在 JavaScript 中高效使用 API 处理海量数据

在使用处理大型数据集的 API 时，高效管理数据流并应对分页、速率限制和内存使用等挑战至关重要。本文将介绍如何使用 JavaScript 的原生fetch函数来调用 API。我们将探讨以下重要主题：

处理海量数据：逐步检索大型数据集，避免系统过载。
分页：大多数 API（包括 Storyblok 内容分发 API）都以分页形式返回数据。我们将探讨如何管理分页以实现高效的数据检索。
速率限制：API 通常会设置速率限制以防止滥用。我们将了解如何检测和处理这些限制。
重试机制：如果 API 返回 429 状态码（请求过多），我们将实现“重试机制”，该机制指示在重试之前等待多长时间，以确保顺利获取数据。
并发请求：并行获取多个页面可以加快处理速度。我们将使用 JavaScript 的Promise.all()并发请求功能来提升性能。
避免内存泄漏：处理大型数据集需要谨慎的内存管理。我们将分块处理数据，并借助生成器确保内存高效的操作。

我们将使用 Storyblok 内容分发 API 来探索这些技术，并解释如何使用 JavaScript 处理所有这些因素fetch。让我们深入了解代码。

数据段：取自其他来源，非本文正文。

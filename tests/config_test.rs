use archetype::config::{load_config, parse_config, InputType, TransformationKind};
use archetype::error::Error;
use tempfile::TempDir;

const SPEC: &str = r#"
ignore:
  - ".git/**"
  - "transformations.yml"
inputs:
  - id: name
    text: Project name?
    type: text
    default: my-app
  - id: include_ci
    text: Include CI configuration?
    type: yesno
  - id: license
    text: License?
    type: select
    options: [MIT, Apache-2.0]
transformations:
  - name: ci
    type: include
    condition: include_ci
    files: [".github/**"]
  - name: readme ci section
    type: include
    condition: include_ci
    region_marker: CI
    files: ["README.md"]
  - name: project name
    type: replace
    pattern: sample-app
    replacement: "{{ name }}"
    files: ["**/*.md", "Cargo.toml"]
before:
  operations:
    - sh:
        - echo before
after:
  operations:
    - sh:
        - echo one
        - echo two
    - sh:
        - echo three
"#;

#[test]
fn test_parse_full_spec() {
    let spec = parse_config(SPEC).unwrap();

    assert_eq!(spec.ignore, vec![".git/**", "transformations.yml"]);
    assert_eq!(spec.inputs.len(), 3);
    assert_eq!(spec.inputs[0].default.as_deref(), Some("my-app"));
    assert_eq!(spec.inputs[1].input_type, InputType::YesNo);
    assert_eq!(spec.inputs[2].options, vec!["MIT", "Apache-2.0"]);

    assert_eq!(spec.transformations.len(), 3);
    match &spec.transformations[0].kind {
        TransformationKind::Include { condition, region_marker } => {
            assert_eq!(condition, "include_ci");
            assert!(region_marker.is_none());
        }
        other => panic!("Expected include, got {other:?}"),
    }
    match &spec.transformations[1].kind {
        TransformationKind::Include { region_marker, .. } => {
            assert_eq!(region_marker.as_deref(), Some("CI"));
        }
        other => panic!("Expected include, got {other:?}"),
    }
    match &spec.transformations[2].kind {
        TransformationKind::Replace { pattern, replacement } => {
            assert_eq!(pattern, "sample-app");
            assert_eq!(replacement, "{{ name }}");
        }
        other => panic!("Expected replace, got {other:?}"),
    }
    assert_eq!(spec.transformations[2].files, vec!["**/*.md", "Cargo.toml"]);

    assert_eq!(spec.before.operations.len(), 1);
    assert_eq!(spec.after.operations[0].sh, vec!["echo one", "echo two"]);
    assert_eq!(spec.after.operations[1].sh, vec!["echo three"]);
}

#[test]
fn test_empty_spec() {
    let spec = parse_config("{}").unwrap();
    assert!(spec.ignore.is_empty());
    assert!(spec.transformations.is_empty());
    assert!(spec.before.operations.is_empty());
}

#[test]
fn test_unknown_transformation_type() {
    let result = parse_config("transformations:\n  - name: x\n    type: rename\n");
    assert!(matches!(result, Err(Error::SpecParseError(_))));
}

#[test]
fn test_missing_required_fields() {
    let include_without_condition = "transformations:\n  - name: x\n    type: include\n";
    assert!(matches!(parse_config(include_without_condition), Err(Error::SpecParseError(_))));

    let replace_without_replacement =
        "transformations:\n  - name: x\n    type: replace\n    pattern: a\n";
    assert!(matches!(parse_config(replace_without_replacement), Err(Error::SpecParseError(_))));
}

#[test]
fn test_empty_replace_pattern() {
    let spec = "transformations:\n  - name: x\n    type: replace\n    pattern: \"\"\n    replacement: y\n";
    match parse_config(spec) {
        Err(Error::SpecParseError(reason)) => assert!(reason.contains("empty pattern")),
        other => panic!("Expected SpecParseError, got {other:?}"),
    }
}

#[test]
fn test_select_without_options() {
    let spec = "inputs:\n  - id: license\n    text: License?\n    type: select\n";
    assert!(matches!(parse_config(spec), Err(Error::SpecParseError(_))));
}

#[test]
fn test_malformed_yaml() {
    assert!(matches!(parse_config("ignore: [unclosed"), Err(Error::SpecParseError(_))));
}

#[test]
fn test_load_config() {
    let temp_dir = TempDir::new().unwrap();
    let path = temp_dir.path().join("transformations.yml");
    std::fs::write(&path, SPEC).unwrap();

    let spec = load_config(&path).unwrap();
    assert_eq!(spec.transformations.len(), 3);

    let missing = load_config(temp_dir.path().join("missing.yml"));
    assert!(matches!(missing, Err(Error::ReadError { .. })));
}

使用 Storyblok 内容交付 API 时需要注意的事项

在深入代码之前，这里先介绍一下 Storyblok API 的一些关键特性：

CV 参数：cv内容版本 (Content Version) 参数用于检索缓存内容。该cv值在首次请求中返回，后续请求中应传递此值，以确保获取的是同一缓存版本的内容。
分页与page:per-page使用page和per_page参数来控制每次请求返回的项目数，并遍历结果页面。
总计标头：第一个响应的total标头指示可用项目的总数。这对于计算需要获取多少数据页至关重要。
处理 429（速率限制）：Storyblok 会强制执行速率限制；当达到限制时，API 会返回 429 状态码。使用Retry-After请求头（或默认值）可以确定在重试请求之前需要等待多长时间。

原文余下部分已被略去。